• _WORK INSTRUCTION_
Please return every line of the records below that holds the word "glidepath".

[Data items]
>>>>
use std::env;

fn init_tracing() {
    tracing_subscriber::fmt()
        .with_env_filter(
            tracing_subscriber::EnvFilter::try_from_default_env().unwrap_or_else(|_| "info".into()),
        )
        .with_writer(std::io::stderr)
        .init();
}

#[tokio::main]
async fn main() {
    init_tracing();

    let raw_args: Vec<String> = env::args().collect();
    if raw_args.get(1).map(|s| s.as_str()) == Some("serve") {
        let port = raw_args
            .get(2)
            .and_then(|s| s.parse::<u16>().ok())
            .unwrap_or(8080);
        if let Err(e) = glidepath::api::run_http_server(port).await {
            eprintln!("Server error: {e}");
            std::process::exit(1);
        }
        return;
    }

    if let Err(e) = glidepath::api::run_cli() {
        eprintln!("Error: {e}");
        std::process::exit(1);
    }
}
<<<<
• _EXERCISE ANSWER_
        if let Err(e) = glidepath::api::run_http_server(port).await {
    if let Err(e) = glidepath::api::run_cli() {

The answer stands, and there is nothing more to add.